//! Site settings service: typed key/value platform parameters managed
//! from the admin back office.

use chrono::Utc;
use sea_orm::Set;
use serde::{Deserialize, Serialize};
use serde_json::json;
use shoutly_common::{AppError, AppResult, IdGenerator};
use shoutly_db::{
    entities::site_setting::{self, SettingType},
    repositories::SiteSettingRepository,
};
use validator::Validate;

use crate::services::activity::{ActivityLogService, ClientInfo, actions};

/// Site settings service.
#[derive(Clone)]
pub struct SettingsService {
    setting_repo: SiteSettingRepository,
    activity: ActivityLogService,
    id_gen: IdGenerator,
}

/// Input for creating or updating a setting, keyed by `key`.
#[derive(Debug, Deserialize, Validate)]
#[serde(rename_all = "camelCase")]
pub struct UpsertSettingInput {
    #[validate(length(min = 1, max = 100))]
    pub key: String,

    pub value: String,

    #[serde(rename = "type", default)]
    pub value_type: SettingType,

    #[validate(length(max = 500))]
    pub description: Option<String>,
}

/// A setting as returned to the admin.
#[derive(Debug, Clone, Serialize)]
#[serde(rename_all = "camelCase")]
pub struct SettingRow {
    pub id: String,
    pub key: String,
    pub value: String,
    #[serde(rename = "type")]
    pub value_type: SettingType,
    pub description: Option<String>,
    pub updated_at: chrono::DateTime<chrono::FixedOffset>,
}

impl From<site_setting::Model> for SettingRow {
    fn from(model: site_setting::Model) -> Self {
        Self {
            id: model.id,
            key: model.key,
            value: model.value,
            value_type: model.value_type,
            description: model.description,
            updated_at: model.updated_at,
        }
    }
}

/// Check that a value is readable as its declared type before it lands
/// in the table. String accepts anything.
fn check_value_type(value: &str, value_type: SettingType) -> AppResult<()> {
    let ok = match value_type {
        SettingType::String => true,
        SettingType::Number => value.parse::<f64>().is_ok(),
        SettingType::Boolean => matches!(value, "true" | "false"),
        SettingType::Json => serde_json::from_str::<serde_json::Value>(value).is_ok(),
    };
    if ok {
        Ok(())
    } else {
        Err(AppError::Validation(format!(
            "Value is not a valid {}",
            match value_type {
                SettingType::Number => "number",
                SettingType::Boolean => "boolean",
                SettingType::Json => "JSON document",
                SettingType::String => "string",
            }
        )))
    }
}

impl SettingsService {
    /// Create a new settings service.
    #[must_use]
    pub fn new(setting_repo: SiteSettingRepository, activity: ActivityLogService) -> Self {
        Self {
            setting_repo,
            activity,
            id_gen: IdGenerator::new(),
        }
    }

    /// List all settings, ordered by key.
    pub async fn list(&self) -> AppResult<Vec<SettingRow>> {
        let settings = self.setting_repo.list_all().await?;
        Ok(settings.into_iter().map(SettingRow::from).collect())
    }

    /// Create or update a setting by key.
    pub async fn upsert(
        &self,
        admin_id: &str,
        input: UpsertSettingInput,
        client: &ClientInfo,
    ) -> AppResult<SettingRow> {
        input.validate()?;
        check_value_type(&input.value, input.value_type)?;

        let existing = self.setting_repo.find_by_key(&input.key).await?;
        let old_value = existing.as_ref().map(|s| s.value.clone());

        let saved = match existing {
            Some(current) => {
                let mut active: site_setting::ActiveModel = current.into();
                active.value = Set(input.value.clone());
                active.value_type = Set(input.value_type);
                active.description = Set(input.description.clone());
                active.updated_at = Set(Utc::now().into());
                self.setting_repo.update(active).await?
            }
            None => {
                let model = site_setting::ActiveModel {
                    id: Set(self.id_gen.generate()),
                    key: Set(input.key.clone()),
                    value: Set(input.value.clone()),
                    value_type: Set(input.value_type),
                    description: Set(input.description.clone()),
                    updated_at: Set(Utc::now().into()),
                };
                self.setting_repo.create(model).await?
            }
        };

        self.activity
            .admin_action(
                admin_id,
                actions::SETTING_UPDATED,
                format!("Updated site setting: {}", input.key),
                Some(json!({
                    "settingKey": input.key,
                    "oldValue": old_value,
                    "newValue": input.value,
                })),
                client,
            )
            .await;

        Ok(saved.into())
    }
}

#[cfg(test)]
#[allow(clippy::unwrap_used)]
mod tests {
    use super::*;
    use sea_orm::{DatabaseBackend, MockDatabase, MockExecResult};
    use shoutly_db::repositories::ActivityLogRepository;
    use std::sync::Arc;

    fn empty_mock() -> Arc<sea_orm::DatabaseConnection> {
        Arc::new(MockDatabase::new(DatabaseBackend::Postgres).into_connection())
    }

    fn create_test_service(setting_db: Arc<sea_orm::DatabaseConnection>) -> SettingsService {
        SettingsService::new(
            SiteSettingRepository::new(setting_db),
            ActivityLogService::new(ActivityLogRepository::new(empty_mock())),
        )
    }

    fn create_test_setting(key: &str, value: &str) -> site_setting::Model {
        site_setting::Model {
            id: "setting1".to_string(),
            key: key.to_string(),
            value: value.to_string(),
            value_type: SettingType::String,
            description: None,
            updated_at: Utc::now().into(),
        }
    }

    #[test]
    fn test_check_value_type() {
        assert!(check_value_type("anything", SettingType::String).is_ok());
        assert!(check_value_type("42.5", SettingType::Number).is_ok());
        assert!(check_value_type("not a number", SettingType::Number).is_err());
        assert!(check_value_type("true", SettingType::Boolean).is_ok());
        assert!(check_value_type("yes", SettingType::Boolean).is_err());
        assert!(check_value_type(r#"{"a": 1}"#, SettingType::Json).is_ok());
        assert!(check_value_type("{broken", SettingType::Json).is_err());
    }

    #[tokio::test]
    async fn test_list_settings() {
        let db = Arc::new(
            MockDatabase::new(DatabaseBackend::Postgres)
                .append_query_results([vec![
                    create_test_setting("platform_name", "Shoutly"),
                    create_test_setting("support_email", "help@example.com"),
                ]])
                .into_connection(),
        );
        let service = create_test_service(db);

        let settings = service.list().await.unwrap();
        assert_eq!(settings.len(), 2);
        assert_eq!(settings[0].key, "platform_name");
    }

    #[tokio::test]
    async fn test_upsert_creates_missing_key() {
        let created = create_test_setting("maintenance_mode", "false");
        let db = Arc::new(
            MockDatabase::new(DatabaseBackend::Postgres)
                // Lookup misses, then the insert returns the new row.
                .append_query_results([Vec::<site_setting::Model>::new()])
                .append_query_results([[created]])
                .append_exec_results([MockExecResult {
                    last_insert_id: 0,
                    rows_affected: 1,
                }])
                .into_connection(),
        );
        let service = create_test_service(db);

        let row = service
            .upsert(
                "admin1",
                UpsertSettingInput {
                    key: "maintenance_mode".to_string(),
                    value: "false".to_string(),
                    value_type: SettingType::Boolean,
                    description: None,
                },
                &ClientInfo::default(),
            )
            .await
            .unwrap();

        assert_eq!(row.key, "maintenance_mode");
    }

    #[tokio::test]
    async fn test_upsert_updates_existing_key() {
        let existing = create_test_setting("platform_name", "Shoutly");
        let mut updated = existing.clone();
        updated.value = "Shoutly Beta".to_string();

        let db = Arc::new(
            MockDatabase::new(DatabaseBackend::Postgres)
                .append_query_results([[existing]])
                .append_query_results([[updated]])
                .append_exec_results([MockExecResult {
                    last_insert_id: 0,
                    rows_affected: 1,
                }])
                .into_connection(),
        );
        let service = create_test_service(db);

        let row = service
            .upsert(
                "admin1",
                UpsertSettingInput {
                    key: "platform_name".to_string(),
                    value: "Shoutly Beta".to_string(),
                    value_type: SettingType::String,
                    description: None,
                },
                &ClientInfo::default(),
            )
            .await
            .unwrap();

        assert_eq!(row.value, "Shoutly Beta");
    }

    #[tokio::test]
    async fn test_upsert_rejects_mistyped_value() {
        let service = create_test_service(empty_mock());

        let result = service
            .upsert(
                "admin1",
                UpsertSettingInput {
                    key: "max_order_price".to_string(),
                    value: "lots".to_string(),
                    value_type: SettingType::Number,
                    description: None,
                },
                &ClientInfo::default(),
            )
            .await;
        assert!(matches!(result, Err(AppError::Validation(_))));
    }
}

[How to complete this task]
Reply by stating only how many lines in the listing hold the word "chrono".

[Answer to the problem]
2